Future networks will be able to share a same physical infrastructure: this will guarantee multiple networks simultaneously running without interfering with one another’s operation. Actually, allowing multiple networks to share the same physical infrastructure requires virtualizing and managing network resources (i.e., processing, storage, routing/forwarding nodes and links).
So let’s suppose we wish designing a virtual network capable of self-management operations: one can imagine a set of atomic functions to be performed on links (e.g. Label Switched Path – LSP) and virtual resources (slices of processing, storage and routing/forwarding). For example, some typical operations on a link may include: set-up/tear-down, modification of bandwidth, forwarding, monitoring, etc. In other words, we wish a virtual network able to function and learn over time without (or with a limited) supervision by either a human or some other external centralised system. As in humans, emotions seem to play the role of an evaluation instrument for learning, we wish including “emotions” in our network architectures to serve the self-management purposes.
Let’s start by referring to two well-known cognition theories (the Global Workspace and the Pandemonium Theory).
Global Workspace Theory
There is considerable empirical evidence from fMRI brain imaging experiments to show that individual human consciousness involves a single global workspace. Global Workspace Theory (GWT) (Baars, 1988, 1997, 2003) argues that human cognition is implemented by a multitude of relatively small, special purpose processes. Direct communication between them is rare and over a narrow bandwidth, whilst coalitions of such processes find their way into a global workspace.
Workspace serves to broadcast the message of the coalition to all the unconscious processors, in order to recruit other processors to join. All this takes place in a certain contexts which is itself a coalition of processes. According to GWT, brain can be viewed as a collection of distributed specialized networks (processors). Consciousness, associated with a global workspace in the brain, is a shared memory capacity whose contents are broadcasted to many unconscious specialized networks. A global workspace can also serve to integrate many competing and cooperating input networks.
Pandemonium Theory (Selfridge’s, 1958) is a connectionist architecture originally used for pattern recognition. Multiple independent processes called demons work simultaneously recognizing specific conditions (or a set of them). Demons have links that allows them to “call” other demons. J. Jackson (1987) extended the original Pandemonium theory by creating the stadium metaphor, organizing demons in two different locations, the equivalent of stands and arena of a stadium. A system consists of a crowd of usually dormant demons located at the stands, from where a few demons could go down to the arena and start exciting the crowd. Some demons in the crowd get more excited and start to yell louder. If a demon yells loudly enough, it gets to go down to the playing field and become active. Whenever a demon enters the playing field, the arena creates associations (if they do not already exist) between the incoming demon and any demons already on the field. These connections between demons are created or strengthened according to the time they are together on the arena, following a Hebbian learning scheme. Processes of the global workspace theory where correspond to demons of the Pandemonium theory. Global workspace is the arena.

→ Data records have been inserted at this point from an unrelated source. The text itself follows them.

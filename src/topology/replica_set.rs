//! Replica-set configuration documents
//!
//! The live `ReplicaSetConfig` is the authority. It is created once by
//! initiate and afterwards only replaced by a successor whose version is
//! exactly one higher. Member ids are never handed to a different host.

use std::collections::{BTreeMap, BTreeSet};

use serde::{Deserialize, Serialize};

use super::node::{sort_by_name, ClusterNode};

/// Version carried by a freshly initiated configuration.
pub const INITIAL_VERSION: u64 = 1;

fn initial_version() -> u64 {
    INITIAL_VERSION
}

/// One entry of a replica-set configuration.
#[derive(Debug, Clone, PartialEq, Eq, PartialOrd, Ord, Hash, Serialize, Deserialize)]
pub struct ReplicaSetMember {
    #[serde(rename = "_id")]
    pub member_id: u32,
    pub host: String,
}

impl ReplicaSetMember {
    pub fn new(member_id: u32, host: impl Into<String>) -> Self {
        Self {
            member_id,
            host: host.into(),
        }
    }
}

/// Replica-set configuration document.
#[derive(Debug, Clone, PartialEq, Eq, Serialize, Deserialize)]
pub struct ReplicaSetConfig {
    /// Replica-set name
    #[serde(rename = "_id")]
    pub id: String,

    /// Configuration version
    #[serde(default = "initial_version")]
    pub version: u64,

    /// Ordered member list
    pub members: Vec<ReplicaSetMember>,
}

/// Member set comparison, order-independent, by id and host.
pub fn same_members(a: &[ReplicaSetMember], b: &[ReplicaSetMember]) -> bool {
    if a.len() != b.len() {
        return false;
    }
    let mut left = a.to_vec();
    let mut right = b.to_vec();
    left.sort();
    right.sort();
    left == right
}

/// Hosts removed from and added to a replica set by a reconfiguration.
#[derive(Debug, Clone, Default, PartialEq, Eq, Serialize)]
pub struct MemberDiff {
    pub removed: Vec<String>,
    pub added: Vec<String>,
}

impl MemberDiff {
    pub fn is_empty(&self) -> bool {
        self.removed.is_empty() && self.added.is_empty()
    }
}

impl ReplicaSetConfig {
    /// Configuration submitted with initiate.
    pub fn initial(id: impl Into<String>, members: Vec<ReplicaSetMember>) -> Self {
        Self {
            id: id.into(),
            version: INITIAL_VERSION,
            members,
        }
    }

    /// Member hosts in configuration order.
    pub fn member_hosts(&self) -> Vec<String> {
        self.members.iter().map(|m| m.host.clone()).collect()
    }

    /// Highest member id in use.
    pub fn max_member_id(&self) -> Option<u32> {
        self.members.iter().map(|m| m.member_id).max()
    }

    /// Whether `self` is a legal successor of `previous`.
    pub fn is_successor_of(&self, previous: &ReplicaSetConfig) -> bool {
        self.id == previous.id && self.version == previous.version + 1
    }

    /// Whether `self`, as read back from the cluster, reflects `expected`.
    ///
    /// A higher version with the same members counts: a sibling run may
    /// have applied the same change first.
    pub fn reflects(&self, expected: &ReplicaSetConfig) -> bool {
        self.id == expected.id
            && self.version >= expected.version
            && same_members(&self.members, &expected.members)
    }

    /// Rewrite every member host through `mapping`, keeping ids.
    ///
    /// Fails with the first host that has no mapping.
    pub fn with_hostnames(&self, mapping: &BTreeMap<String, String>) -> Result<Self, String> {
        let mut members = Vec::with_capacity(self.members.len());
        for member in &self.members {
            let host = mapping
                .get(&member.host)
                .ok_or_else(|| format!("no hostname known for member '{}'", member.host))?;
            members.push(ReplicaSetMember::new(member.member_id, host.clone()));
        }
        Ok(Self {
            id: self.id.clone(),
            version: self.version + 1,
            members,
        })
    }

    /// Build the successor whose hosts are exactly `desired_hosts`.
    ///
    /// Kept members retain their ids. New hosts get ids counting up from
    /// the highest id in the live configuration, in the order given, so an
    /// id that belonged to a removed member is never reassigned.
    pub fn with_member_diff(&self, desired_hosts: &[String]) -> (Self, MemberDiff) {
        let desired: BTreeSet<&str> = desired_hosts.iter().map(String::as_str).collect();
        let live: BTreeSet<&str> = self.members.iter().map(|m| m.host.as_str()).collect();

        let mut diff = MemberDiff::default();
        let mut members = Vec::with_capacity(desired_hosts.len());
        for member in &self.members {
            if desired.contains(member.host.as_str()) {
                members.push(member.clone());
            } else {
                diff.removed.push(member.host.clone());
            }
        }

        let mut next_id = self.max_member_id().map_or(0, |id| id + 1);
        for host in desired_hosts {
            if live.contains(host.as_str()) || diff.added.contains(host) {
                continue;
            }
            members.push(ReplicaSetMember::new(next_id, host.clone()));
            diff.added.push(host.clone());
            next_id += 1;
        }

        let next = Self {
            id: self.id.clone(),
            version: self.version + 1,
            members,
        };
        (next, diff)
    }
}

/// How a live configuration relates to the desired membership.
#[derive(Debug, Clone, Copy, PartialEq, Eq)]
pub enum LiveComparison {
    /// Live members equal the desired hostname members
    Current,
    /// Live members equal the desired members addressed by IP
    IpProjection,
    /// Anything else
    Drift,
}

/// Desired membership computed from candidate nodes.
#[derive(Debug, Clone, PartialEq, Eq)]
pub struct DesiredMembers {
    /// `{i, "fqdn:port"}` in name order
    pub by_host: Vec<ReplicaSetMember>,
    /// `{i, "ip:port"}` in name order, only used to detect migration
    pub by_ip: Vec<ReplicaSetMember>,
    /// `ip:port` → `fqdn:port`
    pub ip_to_host: BTreeMap<String, String>,
}

impl DesiredMembers {
    /// Derive desired membership, ordinals assigned by sorted node name.
    pub fn from_candidates(candidates: &[ClusterNode]) -> Self {
        let mut nodes = candidates.to_vec();
        sort_by_name(&mut nodes);

        let mut by_host = Vec::with_capacity(nodes.len());
        let mut by_ip = Vec::with_capacity(nodes.len());
        let mut ip_to_host = BTreeMap::new();
        for (ordinal, node) in nodes.iter().enumerate() {
            let ordinal = ordinal as u32;
            by_host.push(ReplicaSetMember::new(ordinal, node.host_address()));
            by_ip.push(ReplicaSetMember::new(ordinal, node.ip_host_address()));
            ip_to_host.insert(node.ip_host_address(), node.host_address());
        }

        Self {
            by_host,
            by_ip,
            ip_to_host,
        }
    }

    /// Desired hosts in ordinal order.
    pub fn hosts(&self) -> Vec<String> {
        self.by_host.iter().map(|m| m.host.clone()).collect()
    }

    pub fn compare(&self, live: &ReplicaSetConfig) -> LiveComparison {
        if same_members(&live.members, &self.by_host) {
            LiveComparison::Current
        } else if same_members(&live.members, &self.by_ip) {
            LiveComparison::IpProjection
        } else {
            LiveComparison::Drift
        }
    }
}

Arena can perform the actual input and output functions of our network. It can also calculate a “gain”, i.e., a variable to measure how well the network is performing. Gain is up (goals achieved) if things are going well, down when doing poorly. The higher the gain, the more links are a strengthened by time together on the field. Gain determines how to strengthen or weaken associations between components: so network steers towards goals.
Lightweight components can be associated to each network entities (i.e., processing, storage, routing/forwarding virtual nodes and links). This component is in charge to build-up and tear down perceptual structures (of the associated virtual resource) and to direct the self-management operations.
If gain is modelled as a vector of four numbers each of which can be thought of as analogous to the four basic emotions, anger, sadness, happiness, and fear, then network’s emotional state at any one time is, therefore, considered to be the combination of the four emotions. Emotion components are then also introduced. When an emotion component’s preconditions are met it fires, modifying the value of a global variable representing the portion of the emotion vector associated with the component’s preconditions. The value of an individual element (emotion) in the gain vector can be modified when an emotion component fires.
Now last step: let’s imagine a function workspace (like an arena) populated with a myriad of these resource and emotion components behaving according the models of the GWT or/and the Pandemonium Theory. An interesting consequence is that the emergent network representation and self-management will be driven by a myriad of micro-behaviours rather than in traditional systems, where knowledge representation is driving management and behaviour.
Network will look like having associative memory capability based on a sparse distributed memory mechanisms. New perception associates with past experiences including actions and emotions. Remembered emotions activate emotion components that, in turn, influence actions selection.